Non, il avait contre lui désormais l’espace et le temps. Sa défaite était de celles après quoi il n’y a plus qu’à se résigner et à attendre le coup de grâce.

Cependant il ne broncha point. Il comprenait qu’une défaillance serait irréparable. L’élan qui l’avait emporté jusqu’ici devait se poursuivre sans relâche et avec plus de fougue encore.

Il s’approcha de l’espion. La femme était penchée sur le corps et l’examinait à la lueur d’une des lanternes qu’elle avait décrochée.

– Il est mort, n’est-ce pas ? dit-il.

– Oui, il est mort. Deux balles l’ont atteint dans le dos. Elle murmura d’une voix altérée :

– C’est horrible, ce que j’ai fait. Voilà que je l’ai tué, moi ! Ce n’est pas un meurtre, monsieur, n’est-ce pas ? Et j’en avais le droit ?… Tout de même, c’est horrible… Voilà que j’ai tué Karl ! Son visage, jeune encore et assez joli, bien que très vulgaire, était décomposé. Ses yeux ne semblaient pas pouvoir se détacher du cadavre.

– Qui êtes-vous ? demanda Paul.

Elle répondit avec des sanglots :

– J’étais son amie… mieux que cela, ou plutôt pis que cela… Il m’avait juré qu’il m’épouserait… Mais les serments de Karl !… Un tel menteur, monsieur, un tel lâche !… Ah ! tout ce que je sais de lui… Moi-même, peu à peu, à force de me taire, je devenais sa complice. C’est qu’il me faisait si peur ! Je ne l’aimais plus, mais je tremblais et j’obéissais… Avec quelle haine, à la fin !… et comme il la sentait, cette haine ! Il me disait souvent : « Tu es bien capable de m’égorger un jour ou l’autre. » Non, monsieur… J’y pensais bien, mais jamais je n’aurais eu le courage. C’est seulement tout à l’heure, quand j’ai vu qu’il allait vous frapper… et surtout quand j’ai entendu votre nom…

– Mon nom, pourquoi ?

– Vous êtes le mari de Mme Delroze.

– Et alors ?

– Alors je la connais. Pas depuis longtemps, depuis aujourd’hui. C’est ce matin que Karl, venant de Belgique, a passé par la ville où j’habite et m’a emmenée chez le prince Conrad. Il s’agissait de servir, comme femme de chambre, une dame française que nous devions conduire dans un château. J’ai compris ce que cela voulait dire. Là encore, il me fallait être complice, inspirer confiance… Et puis j’ai vu cette dame française… Je l’ai vue pleurer… Et elle est si douce, si bonne, qu’elle m’a retourné le cœur. J’ai promis de la secourir… Seulement, je ne pensais pas que ce serait de cette façon, en tuant Karl…

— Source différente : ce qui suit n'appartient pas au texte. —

// Task prompts for each report facet.
// The advisory role lives in llm_client::prompts::ADVISOR_SYSTEM.

/// Narrative + careers + earnings. Replace: {subjects}, {markdown_note}
pub const NARRATIVE_PROMPT_TEMPLATE: &str = r#"A student is considering the A-level combination: {subjects}.

Produce the following, written directly to the student:
1. careerPersona: a creative, aspirational persona title (e.g. "The Creative Engineer") and a one-paragraph description of the strengths this combination builds.
2. futureStory: an inspirational story about where these subjects can lead, split into an introduction, a body (two short paragraphs) and a conclusion.
3. popularCareers: 3 to 5 careers this combination commonly leads to. For each give careerName, a one-sentence summary and 2 to 4 well-known UK employers in companies.
4. earningPotential: a summary of typical graduate earnings five years after graduation based on LEO data, careerSpecifics with one entry per career above (careerName, earningInfo), and an outlook paragraph on long-term prospects.

{markdown_note}"#;

/// Course list. Replace: {subjects}, {scope}, {scope_rule}
pub const COURSES_PROMPT_TEMPLATE: &str = r#"A student is taking the A-levels: {subjects}.

List 5 undergraduate degree courses {scope} that suit this combination: 4 popular choices and 1 less obvious one.
{scope_rule}

For each course give:
- courseName: the official course title
- universityName: the institution offering it
- url: the official course page on the university website
- typicalOffer: the typical A-level offer, e.g. "A*AA"
- requiredSubjects: A-level subjects that are required (empty list if none)
- recommendedSubjects: A-level subjects that are recommended or useful (empty list if none)
- gcseRequirements: any GCSE requirement, or "Standard requirements apply"

Return them under the key "courses"."#;

/// Skip-subject verdicts. Replace: {subjects}
pub const SKIP_PROMPT_TEMPLATE: &str = r#"A student is taking the A-levels: {subjects}.

For each of these subjects, decide whether a student could still study a closely related degree at a Russell Group university WITHOUT having taken that subject at A-level.
Give one verdict per subject, in the same order, with:
- subject: the subject name exactly as written above
- canSkip: true if it is often possible to start a related degree without the A-level
- reason: one or two sentences explaining why, citing typical entry requirements

Return them under the key "verdicts"."#;

/// What-if substitution. Replace: {subjects}, {replaced}, {new_subject}, {new_combination}, {markdown_note}
pub const WHAT_IF_PROMPT_TEMPLATE: &str = r#"A student's current A-levels are {subjects}. They are thinking about replacing "{replaced}" with "{new_subject}".

In scenarioStory, write a brief, inspirational story (1 to 2 paragraphs) describing the new opportunities and pathways the combination {new_combination} opens up, and what they would be giving up by dropping {replaced}.

{markdown_note}"#;

/// Entry requirements for one course. Replace: {course}, {university}
pub const REQUIREMENTS_PROMPT_TEMPLATE: &str = r#"What are the typical A-level entry requirements for the course "{course}" at "{university}"?

Give:
- requirements: the typical offer and any required subjects, e.g. "A*AA including Mathematics and Physics"
- link: the direct URL of the official course page on the university website"#;
pub mod handlers;
pub mod health;

use axum::{
    routing::{get, post},
    Router,
};

use crate::state::AppState;

pub fn build_router(state: AppState) -> Router {
    Router::new()
        .route("/health", get(health::health_handler))
        .route("/api/v1/catalog", get(handlers::handle_catalog))
        .route("/api/v1/requirements", post(handlers::handle_requirements))
        // Sessions
        .route("/api/v1/sessions", post(handlers::handle_create_session))
        .route("/api/v1/sessions/:id", get(handlers::handle_get_session))
        .route(
            "/api/v1/sessions/:id/analysis",
            post(handlers::handle_start_analysis),
        )
        .route("/api/v1/sessions/:id/reveal", post(handlers::handle_reveal))
        .route("/api/v1/sessions/:id/courses", get(handlers::handle_courses))
        .route("/api/v1/sessions/:id/what-if", post(handlers::handle_what_if))
        .route(
            "/api/v1/sessions/:id/what-if/promote",
            post(handlers::handle_promote),
        )
        // Snapshots
        .route(
            "/api/v1/sessions/:id/snapshot",
            get(handlers::handle_snapshot_status).post(handlers::handle_save_snapshot),
        )
        .route(
            "/api/v1/sessions/:id/snapshot/load",
            post(handlers::handle_load_snapshot),
        )
        .with_state(state)
}
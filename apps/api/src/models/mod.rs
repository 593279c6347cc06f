pub mod report;
pub mod subjects;
mod catalog;
mod config;
mod errors;
mod gateway;
mod llm_client;
mod models;
mod orchestrator;
mod routes;
mod sessions;
mod state;
mod storage;

use anyhow::Result;
use std::net::SocketAddr;
use std::sync::Arc;
use tower_http::{cors::CorsLayer, trace::TraceLayer};
use tracing::{info, warn};
use tracing_subscriber::{layer::SubscriberExt, util::SubscriberInitExt, EnvFilter};

use crate::config::Config;
use crate::gateway::{GeminiGateway, ReportGateway};
use crate::llm_client::LlmClient;
use crate::routes::build_router;
use crate::sessions::{SessionRegistry, SWEEP_INTERVAL};
use crate::state::AppState;
use crate::storage::{FileSnapshotStore, RedisSnapshotStore, SnapshotStore};

#[tokio::main]
async fn main() -> Result<()> {
    let config = Config::from_env()?;

    // Initialize structured logging
    tracing_subscriber::registry()
        .with(EnvFilter::try_from_default_env().unwrap_or_else(|_| {
            EnvFilter::new(format!(
                "{}={}",
                env!("CARGO_PKG_NAME").replace('-', "_"),
                &config.rust_log
            ))
        }))
        .with(tracing_subscriber::fmt::layer())
        .init();

    info!("Starting A-level explorer API v{}", env!("CARGO_PKG_VERSION"));

    // Initialize LLM client
    let llm = LlmClient::new(
        config.gemini_api_key.clone(),
        config.gemini_model.clone(),
        config.gemini_base_url.clone(),
    )?;
    if config.gemini_api_key.is_none() {
        warn!("GEMINI_API_KEY is not set; analysis requests will fail");
    }
    info!("LLM client initialized (model: {})", llm.model());
    let gateway: Arc<dyn ReportGateway> = Arc::new(GeminiGateway::new(llm));

    // Snapshot storage: Redis when configured, local files otherwise
    let store: Arc<dyn SnapshotStore> = match &config.redis_url {
        Some(url) => {
            let store = RedisSnapshotStore::connect(url).await?;
            info!("Snapshot store: Redis");
            Arc::new(store)
        }
        None => {
            let store = FileSnapshotStore::open(&config.snapshot_dir).await?;
            info!("Snapshot store: {}", config.snapshot_dir.display());
            Arc::new(store)
        }
    };

    let sessions = Arc::new(SessionRegistry::new(
        gateway,
        store,
        config.include_skip_analysis,
        config.session_idle_timeout,
    ));
    sessions.clone().spawn_sweeper(SWEEP_INTERVAL);
    info!(
        "Idle sessions expire after {}s",
        config.session_idle_timeout.as_secs()
    );

    let state = AppState {
        sessions,
        config: config.clone(),
    };

    let app = build_router(state)
        .layer(TraceLayer::new_for_http())
        .layer(CorsLayer::permissive());

    let addr: SocketAddr = format!("0.0.0.0:{}", config.port).parse()?;
    info!("Listening on {addr}");

    let listener = tokio::net::TcpListener::bind(addr).await?;
    axum::serve(listener, app).await?;

    Ok(())
}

Elle se releva brusquement et prononça d’un ton âpre :

– Mais il le fallait, monsieur. Cela ne pouvait pas être autrement, car j’en savais trop sur son compte. Lui ou moi… C’est lui… Tant mieux, je ne regrette rien… Il n’y avait pas au monde un pareil misérable, et, avec des gens de son espèce, il ne faut pas hésiter. Non, je ne regrette rien.

Paul lui dit :

– Il était dévoué à la comtesse Hermine, n’est-ce pas ?

Elle frissonna et baissa la voix pour répondre.

– Ah ! ne parlons pas d’elle, je vous en supplie. Celle-là est plus terrible encore, et elle vit toujours, elle ! Ah ! si jamais elle me soupçonne !

– Qui est cette femme ?

– Est-ce qu’on sait ? Elle va et vient, elle est maîtresse partout où elle se trouve… On lui obéit ainsi qu’à l’empereur. Tout le monde la redoute. C’est comme son frère…

– Son frère ?

– Oui, le major Hermann.

– Hein ! vous dites que le major Hermann est son frère ?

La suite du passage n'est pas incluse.